- Theatrical release poster
- Directed by: T. R. Ramanna
- Story by: 'Thuraiyoor' K. Murthy
- Produced by: T. R. Ramanna
- Starring: M. G. Ramachandran Kalyan Kumar B. Saroja Devi
- Cinematography: M. A. Rahman
- Edited by: R. Rajagopal
- Music by: Viswanathan–Ramamoorthy
- Production company: R. R. Pictures
- Distributed by: Emgeeyaar Pictures
- Release date: 31 August 1962;
- Running time: 158 minutes
- Country: India
- Language: Tamil

= Paasam =

1962 film by T. R. Ramanna

Paasam is a 1962 Indian Tamil-language film directed by T. R. Ramanna. The film stars M. G. Ramachandran, Kalyan Kumar and B. Saroja Devi. It was released on 31 August 1962 and failed commercially.

== Plot ==

The story depicts the extraordinary love of a son towards his mother. Gopi is brought up in a juvenile home, as he accidentally commits a murder. After his release he searches for his mother and brother, but is unable to trace them. He lands in the same village, where his brother Raghu lives and works as a government officer. He falls in love with his friend Kali's sister, Chandra, but Kali refuses the alliance, accusing him of being an orphan. Raghu and Chandra are to be engaged. Angry at being thwarted and not knowing that Raghu is his brother, he joins Swaminathan in trying to trap Raghu in a burglary case. Ironically, both Raghu and Gopi do not know the true identity of Swaminathan. It is he who had thrown away his wife Shanta, their mother, several years ago. Several truths are revealed when Gopi meets his mother face to face. Is he able to set things right?

== Soundtrack ==
The music was composed by Viswanathan–Ramamoorthy and lyrics were written by Kannadasan.

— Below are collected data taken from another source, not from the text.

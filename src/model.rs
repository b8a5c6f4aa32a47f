//! Resolved structural model: tables, columns, constraints, enums, sequences.

use serde::{Deserialize, Serialize};
use std::fmt;

/// The fully resolved schema of one parse batch.
///
/// Entries keep file-processing order, then declaration order within a file.
/// Same-named tables from different files are kept as separate entries.
#[derive(Debug, Clone, Default, PartialEq, Eq, Serialize, Deserialize)]
pub struct SchemaModel {
    pub tables: Vec<Table>,
    pub enums: Vec<EnumType>,
    pub sequences: Vec<Sequence>,
}

impl SchemaModel {
    /// First table with the given name.
    pub fn table(&self, name: &str) -> Option<&Table> {
        self.tables.iter().find(|t| t.name == name)
    }

    pub fn has_table(&self, name: &str) -> bool {
        self.tables.iter().any(|t| t.name == name)
    }

    pub fn enum_type(&self, name: &str) -> Option<&EnumType> {
        self.enums.iter().find(|e| e.name == name)
    }

    pub fn is_empty(&self) -> bool {
        self.tables.is_empty() && self.enums.is_empty() && self.sequences.is_empty()
    }

    /// Every foreign key in the model, paired with its owning table.
    pub fn foreign_keys(&self) -> impl Iterator<Item = (&Table, &ForeignKey)> {
        self.tables
            .iter()
            .flat_map(|t| t.foreign_keys.iter().map(move |fk| (t, fk)))
    }
}

#[derive(Debug, Clone, PartialEq, Eq, Serialize, Deserialize)]
pub struct Table {
    pub name: String,
    pub columns: Vec<Column>,
    /// Primary-key column names in declaration order.
    pub primary_key: Vec<String>,
    pub foreign_keys: Vec<ForeignKey>,
    pub unique_constraints: Vec<Vec<String>>,
    /// Indexes declared with `CREATE INDEX`.
    #[serde(default)]
    pub indexes: Vec<Index>,
    pub source_file: String,
}

impl Table {
    pub fn new(name: impl Into<String>, source_file: impl Into<String>) -> Self {
        Self {
            name: name.into(),
            columns: Vec::new(),
            primary_key: Vec::new(),
            foreign_keys: Vec::new(),
            unique_constraints: Vec::new(),
            indexes: Vec::new(),
            source_file: source_file.into(),
        }
    }

    pub fn column(&self, name: &str) -> Option<&Column> {
        self.columns.iter().find(|c| c.name == name)
    }
}

#[derive(Debug, Clone, PartialEq, Eq, Serialize, Deserialize)]
pub struct Column {
    pub name: String,
    pub data_type: DataType,
    pub nullable: bool,
    pub default_value: Option<String>,
    pub is_unique: bool,
    pub is_primary_key: bool,
    pub references: Option<ColumnReference>,
}

impl Column {
    pub fn new(name: impl Into<String>, data_type: DataType) -> Self {
        Self {
            name: name.into(),
            data_type,
            nullable: true,
            default_value: None,
            is_unique: false,
            is_primary_key: false,
            references: None,
        }
    }
}

/// Inline `REFERENCES` target attached to a single column.
#[derive(Debug, Clone, PartialEq, Eq, Serialize, Deserialize)]
pub struct ColumnReference {
    pub table: String,
    pub columns: Vec<String>,
}

#[derive(Debug, Clone, PartialEq, Eq, Serialize, Deserialize)]
pub struct ForeignKey {
    pub constraint_name: Option<String>,
    pub columns: Vec<String>,
    pub referenced_table: String,
    /// Defaults to `columns` when the source names no target columns.
    pub referenced_columns: Vec<String>,
    #[serde(default)]
    pub on_delete: Option<ReferentialAction>,
    #[serde(default)]
    pub on_update: Option<ReferentialAction>,
}

#[derive(Debug, Clone, Copy, PartialEq, Eq, Serialize, Deserialize)]
#[serde(rename_all = "snake_case")]
pub enum ReferentialAction {
    NoAction,
    Restrict,
    Cascade,
    SetNull,
    SetDefault,
}

impl fmt::Display for ReferentialAction {
    fn fmt(&self, f: &mut fmt::Formatter<'_>) -> fmt::Result {
        let s = match self {
            Self::NoAction => "NO ACTION",
            Self::Restrict => "RESTRICT",
            Self::Cascade => "CASCADE",
            Self::SetNull => "SET NULL",
            Self::SetDefault => "SET DEFAULT",
        };
        f.write_str(s)
    }
}

#[derive(Debug, Clone, PartialEq, Eq, Serialize, Deserialize)]
pub struct Index {
    pub name: Option<String>,
    pub columns: Vec<String>,
    pub unique: bool,
}

#[derive(Debug, Clone, PartialEq, Eq, Serialize, Deserialize)]
pub struct EnumType {
    pub name: String,
    pub values: Vec<String>,
    #[serde(default)]
    pub source_file: String,
}

#[derive(Debug, Clone, PartialEq, Eq, Serialize, Deserialize)]
pub struct Sequence {
    pub name: String,
    pub start: i64,
    pub increment: i64,
    #[serde(default)]
    pub source_file: String,
}

/// Normalized column type: canonical base token, numeric parameters, array marker.
///
/// User-defined types (enum names and the like) keep their declared spelling
/// as the base so they can be matched against [`EnumType::name`].
#[derive(Debug, Clone, PartialEq, Eq, Hash, Serialize, Deserialize)]
pub struct DataType {
    pub base: String,
    #[serde(default)]
    pub params: Vec<u32>,
    #[serde(default)]
    pub is_array: bool,
}

impl DataType {
    pub fn new(base: impl Into<String>) -> Self {
        Self {
            base: base.into(),
            params: Vec::new(),
            is_array: false,
        }
    }

    pub fn with_params(mut self, params: Vec<u32>) -> Self {
        self.params = params;
        self
    }

    pub fn array(mut self) -> Self {
        self.is_array = true;
        self
    }
}

impl fmt::Display for DataType {
    fn fmt(&self, f: &mut fmt::Formatter<'_>) -> fmt::Result {
        f.write_str(&self.base)?;
        if !self.params.is_empty() {
            let params: Vec<String> = self.params.iter().map(|p| p.to_string()).collect();
            write!(f, "({})", params.join(","))?;
        }
        if self.is_array {
            f.write_str("[]")?;
        }
        Ok(())
    }
}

| Song | Singers | Length |
|---|---|---|
| "Jal Jal Jal Enum Salangai" | S. Janaki | 03:41 |
| "Pal Vannam Paruvam" | P. B. Sreenivas, P. Susheela | 03:48 |
| "Maalaiyum Iravum" | P. B. Sreenivas, S. Janaki | 03:26 |
| "Therathu Silaiyethu" | P. Susheela | 03:16 |
| "Ulagam Pirandhadhu Enakkaga" | T. M. Soundararajan | 03:41 |
| "Uravu Solla Oruvarindri" | P. Susheela | 04:29 |
| "Vengaikku Kurivaithu" | Sirkazhi Govindarajan | 04:04 |

== Release and reception ==

Paasam was released on 31 August 1962, and distributed by Emgeeyaar Pictures in Madras, delayed from a 24 August release. The film failed commercially because fans of Ramachandran could not digest seeing his character dying and considered it anticlimactic. Ramanna received hundreds of letters from fans condemning him. He said the film's ending not only made him understand the actor's dominance, "but also that one could not say things that are in contradiction with people's sentiments".

== Bibliography ==
- Kannan, R. (2017). "MGR: A Life"
- Vaasanthi (2008). "Cut-outs, Caste and Cines Stars"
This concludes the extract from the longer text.